The task: Restrict the output to the lines below starting at the one that contains "use crate::cli::run;" and ending at the one that contains "lowercased, parameter values", and restate them word for word, both ends included.

Dataset entries:
╔══

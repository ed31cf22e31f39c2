use std::{sync::Arc, time::Duration};

use crate::{
    config::StoreConfig,
    domain::track::{Track, TrackAttrs, TrackId},
    storage::{db::SqliteStore, error::StoreError, memory::MemoryStore},
};

pub mod db;
pub mod error;
pub mod memory;
pub(crate) mod schema;

/// Persistence seam shared by all request handlers.
///
/// Implementations are used concurrently from every request thread, so
/// they take `&self` and synchronize internally. A missing record is
/// always reported as [`StoreError::TrackNotFound`], never as an
/// infrastructure failure.
pub trait TrackStore: Send + Sync {
    /// Stores a new track and returns it with its assigned ID
    fn create(&self, attrs: TrackAttrs) -> Result<Track, StoreError>;

    fn get(&self, id: TrackId) -> Result<Track, StoreError>;

    /// Returns every stored track in ID order
    fn list(&self) -> Result<Vec<Track>, StoreError>;

    fn delete(&self, id: TrackId) -> Result<(), StoreError>;
}

/// Opens the store selected in the configuration
pub fn open(config: &StoreConfig) -> Result<Arc<dyn TrackStore>, StoreError> {
    let store: Arc<dyn TrackStore> = match config {
        StoreConfig::Memory => Arc::new(MemoryStore::new()),
        StoreConfig::Sqlite {
            path,
            busy_timeout_ms,
        } => Arc::new(SqliteStore::open(
            path,
            Duration::from_millis(*busy_timeout_ms),
        )?),
    };
    Ok(store)
}
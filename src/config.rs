use anyhow::Context;
use serde::Deserialize;
use std::{path::Path, path::PathBuf, time::Duration};

#[derive(Debug, Deserialize, Default)]
pub struct Config {
    #[serde(default)]
    pub http: HttpConfig,
    #[serde(default)]
    pub store: StoreConfig,
    #[serde(default)]
    pub log: LogConfig,
}

impl Config {
    /// Reads the config file, or falls back to defaults when no path is given
    pub fn load(path: Option<&Path>) -> anyhow::Result<Config> {
        let Some(path) = path else {
            return Ok(Config::default());
        };

        let contents = std::fs::read_to_string(path)
            .with_context(|| format!("Failed to read config {}", path.to_string_lossy()))?;
        toml::from_str(&contents).with_context(|| "Failed to parse config TOML")
    }
}

#[derive(Debug, Deserialize, Clone)]
#[serde(default)]
pub struct HttpConfig {
    pub bind_addr: String,
    pub port: u16,
    /// How long in-flight requests may run after a shutdown signal
    pub shutdown_timeout_secs: u64,
}

impl HttpConfig {
    pub fn addr(&self) -> String {
        format!("{}:{}", self.bind_addr, self.port)
    }

    pub fn shutdown_timeout(&self) -> Duration {
        Duration::from_secs(self.shutdown_timeout_secs)
    }
}

impl Default for HttpConfig {
    fn default() -> Self {
        Self {
            bind_addr: "127.0.0.1".to_string(),
            port: 8080,
            shutdown_timeout_secs: 10,
        }
    }
}

#[derive(Debug, Deserialize, Clone, Default, PartialEq)]
#[serde(tag = "backend", rename_all = "lowercase")]
pub enum StoreConfig {
    #[default]
    Memory,
    Sqlite {
        path: PathBuf,
        #[serde(default = "default_busy_timeout_ms")]
        busy_timeout_ms: u64,
    },
}

fn default_busy_timeout_ms() -> u64 {
    5000
}

#[derive(Debug, Deserialize, Clone)]
#[serde(default)]
pub struct LogConfig {
    pub level: String,
}

impl Default for LogConfig {
    fn default() -> Self {
        Self {
            level: "info".to_string(),
        }
    }
}

#[cfg(test)]
mod tests {
    use super::*;
    use std::path::PathBuf;

    #[test]
    fn test_parse_config_toml() -> anyhow::Result<()> {
        let toml_str = r#"
[http]
bind_addr = "0.0.0.0"
port = 9090
shutdown_timeout_secs = 3

[store]
backend = "sqlite"
path = "/var/lib/trackdeck/tracks.db"

[log]
level = "debug"
"#;

        let cfg: Config = toml::from_str(toml_str)?;

        assert_eq!(cfg.http.addr(), "0.0.0.0:9090");
        assert_eq!(cfg.http.shutdown_timeout(), Duration::from_secs(3));
        assert_eq!(
            cfg.store,
            StoreConfig::Sqlite {
                path: PathBuf::from("/var/lib/trackdeck/tracks.db"),
                busy_timeout_ms: 5000,
            }
        );
        assert_eq!(cfg.log.level, "debug");

        Ok(())
    }

    #[test]
    fn test_empty_config_uses_defaults() -> anyhow::Result<()> {
        let cfg: Config = toml::from_str("")?;

        assert_eq!(cfg.http.addr(), "127.0.0.1:8080");
        assert_eq!(cfg.http.shutdown_timeout(), Duration::from_secs(10));
        assert_eq!(cfg.store, StoreConfig::Memory);
        assert_eq!(cfg.log.level, "info");

        Ok(())
    }

    #[test]
    fn test_partial_http_section() -> anyhow::Result<()> {
        let cfg: Config = toml::from_str("[http]\nport = 3000\n")?;

        assert_eq!(cfg.http.addr(), "127.0.0.1:3000");
        Ok(())
    }

    #[test]
    fn test_memory_backend() -> anyhow::Result<()> {
        let cfg: Config = toml::from_str("[store]\nbackend = \"memory\"\n")?;

        assert_eq!(cfg.store, StoreConfig::Memory);
        Ok(())
    }

    #[test]
    fn test_load_without_path() -> anyhow::Result<()> {
        let cfg = Config::load(None)?;

        assert_eq!(cfg.store, StoreConfig::Memory);
        Ok(())
    }

    #[test]
    fn test_load_missing_file_fails() {
        assert!(Config::load(Some(Path::new("/nonexistent/trackdeck.toml"))).is_err());
    }
}
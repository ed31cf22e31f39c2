use crate::cli::run;

pub mod cli;
mod config;
pub mod domain;
pub mod http;
pub mod storage;

fn main() -> anyhow::Result<()> {
    run()
}
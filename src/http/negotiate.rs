//! `Content-Type` and `Accept` checks run before any route handler.
//!
//! Clients are free to omit both headers. When they are present they
//! are interpreted following RFC 7231: wildcards in `Accept`, `q=0`
//! as an explicit refusal, and no parameters besides `charset=utf-8`
//! on request bodies.

use rouille::{Request, Response};

use crate::http::{envelope::MEDIA_TYPE, error::ApiError};

#[derive(Debug, PartialEq, Eq)]
pub(crate) struct MediaType {
    pub main: String,
    pub sub: String,
    pub params: Vec<(String, String)>,
}

#[derive(Debug, PartialEq, Eq)]
pub(crate) enum MediaTypeError {
    InvalidType,
    InvalidParameter,
    DuplicateParameter,
}

impl MediaType {
    /// Parses `type/subtype *(";" name=value)`.
    ///
    /// Type, subtype and parameter names are lowercased, parameter values
    /// keep their case. Values may be tokens or quoted strings.
    pub fn parse(s: &str) -> Result<Self, MediaTypeError> {
        let (full_type, mut rest) = s.split_once(';').unwrap_or((s, ""));

        let (main, sub) = full_type
            .trim()
            .split_once('/')
            .ok_or(MediaTypeError::InvalidType)?;
        if !is_token(main) || !is_token(sub) {
            return Err(MediaTypeError::InvalidType);
        }

        let mut params: Vec<(String, String)> = Vec::new();
        loop {
            rest = rest.trim_start();
            if rest.is_empty() {
                break;
            }

            let (name, value, remaining) = parse_param(rest)?;
            if params.iter().any(|(n, _)| *n == name) {
                return Err(MediaTypeError::DuplicateParameter);
            }
            params.push((name, value));

            rest = match remaining.trim_start() {
                "" => "",
                r => r.strip_prefix(';').ok_or(MediaTypeError::InvalidParameter)?,
            };
        }

        Ok(Self {
            main: main.to_ascii_lowercase(),
            sub: sub.to_ascii_lowercase(),
            params,
        })
    }

    fn param(&self, name: &str) -> Option<&str> {
        self.params
            .iter()
            .find(|(n, _)| n == name)
            .map(|(_, v)| v.as_str())
    }
}

/// Parses one `name=value` pair and returns the input after it
fn parse_param(s: &str) -> Result<(String, String, &str), MediaTypeError> {
    let (name, rest) = s.split_once('=').ok_or(MediaTypeError::InvalidParameter)?;
    let name = name.trim_end();
    if !is_token(name) {
        return Err(MediaTypeError::InvalidParameter);
    }

    let rest = rest.trim_start();
    let (value, rest) = match rest.strip_prefix('"') {
        Some(quoted) => parse_quoted(quoted)?,
        None => {
            let end = rest.find(|c| !is_token_char(c)).unwrap_or(rest.len());
            if end == 0 {
                return Err(MediaTypeError::InvalidParameter);
            }
            (rest[..end].to_string(), &rest[end..])
        }
    };

    Ok((name.to_ascii_lowercase(), value, rest))
}

/// Reads a quoted string whose opening quote was already consumed
fn parse_quoted(s: &str) -> Result<(String, &str), MediaTypeError> {
    let mut value = String::new();
    let mut chars = s.char_indices();

    while let Some((i, c)) = chars.next() {
        match c {
            '"' => return Ok((value, &s[i + 1..])),
            '\\' => {
                let (_, escaped) = chars.next().ok_or(MediaTypeError::InvalidParameter)?;
                value.push(escaped);
            }
            c => value.push(c),
        }
    }
    Err(MediaTypeError::InvalidParameter)
}

fn is_token(s: &str) -> bool {
    !s.is_empty() && s.chars().all(is_token_char)
}

fn is_token_char(c: char) -> bool {
    c.is_ascii_graphic() && !"()<>@,;:\\\"/[]?=".contains(c)
}

/// Checks `Content-Type` of body carrying requests.
///
/// Returns the error response to send, if the request has to be refused.
pub fn check_content_type(request: &Request) -> Option<Response> {
    if !has_content_body(request.method()) {
        return None;
    }

    let content_type = request.header("Content-Type")?;
    if content_type_is_supported(content_type, MEDIA_TYPE) {
        return None;
    }

    Some(
        ApiError::UnsupportedMediaType {
            content_type: content_type.to_string(),
            accept_header: accept_header_for_method(request.method()),
        }
        .into_response(),
    )
}

/// Checks the `Accept` header of any request.
///
/// Returns the error response to send, if the request has to be refused.
pub fn check_accept(request: &Request) -> Option<Response> {
    let accept = request.header("Accept")?;
    if accepts(accept, MEDIA_TYPE) {
        return None;
    }

    Some(ApiError::NotAcceptable.into_response())
}

pub(crate) fn content_type_is_supported(content_type: &str, supported: &str) -> bool {
    if content_type.is_empty() {
        return true;
    }

    let Ok(media_type) = MediaType::parse(content_type) else {
        return false;
    };
    if format!("{}/{}", media_type.main, media_type.sub) != supported {
        return false;
    }

    match media_type.params.as_slice() {
        [] => true,
        [(name, value)] => name == "charset" && value == "utf-8",
        _ => false,
    }
}

pub(crate) fn accepts(accept: &str, supported: &str) -> bool {
    if accept.is_empty() {
        return true;
    }

    let (sup_main, sup_sub) = supported.split_once('/').unwrap_or((supported, ""));

    accept.split(',').any(|candidate| {
        let Ok(range) = MediaType::parse(candidate) else {
            return false;
        };

        if !range.params.is_empty() {
            // q is the only parameter a candidate may carry
            let Some(q) = range.param("q").filter(|_| range.params.len() == 1) else {
                return false;
            };
            match q.parse::<f64>() {
                Ok(q) if q != 0.0 => {}
                _ => return false,
            }
        }

        (range.main == sup_main || range.main == "*") && (range.sub == sup_sub || range.sub == "*")
    })
}

fn has_content_body(method: &str) -> bool {
    matches!(method, "POST" | "PUT" | "PATCH")
}

fn accept_header_for_method(method: &str) -> Option<&'static str> {
    match method {
        "POST" => Some("Accept-Post"),
        "PATCH" => Some("Accept-Patch"),
        _ => None,
    }
}
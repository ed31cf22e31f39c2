pub mod api;
pub mod envelope;
pub mod error;
pub mod middleware;
pub mod negotiate;
pub mod server;
mod signal;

╚══

Exercise response:
use crate::cli::run;

pub mod cli;
mod config;
pub mod domain;
pub mod http;
pub mod storage;

fn main() -> anyhow::Result<()> {
    run()
}
filename src/http/negotiate.rs
//! `Content-Type` and `Accept` checks run before any route handler.
//!
//! Clients are free to omit both headers. When they are present they
//! are interpreted following RFC 7231: wildcards in `Accept`, `q=0`
//! as an explicit refusal, and no parameters besides `charset=utf-8`
//! on request bodies.

use rouille::{Request, Response};

use crate::http::{envelope::MEDIA_TYPE, error::ApiError};

#[derive(Debug, PartialEq, Eq)]
pub(crate) struct MediaType {
    pub main: String,
    pub sub: String,
    pub params: Vec<(String, String)>,
}

#[derive(Debug, PartialEq, Eq)]
pub(crate) enum MediaTypeError {
    InvalidType,
    InvalidParameter,
    DuplicateParameter,
}

impl MediaType {
    /// Parses `type/subtype *(";" name=value)`.
    ///
    /// Type, subtype and parameter names are lowercased, parameter values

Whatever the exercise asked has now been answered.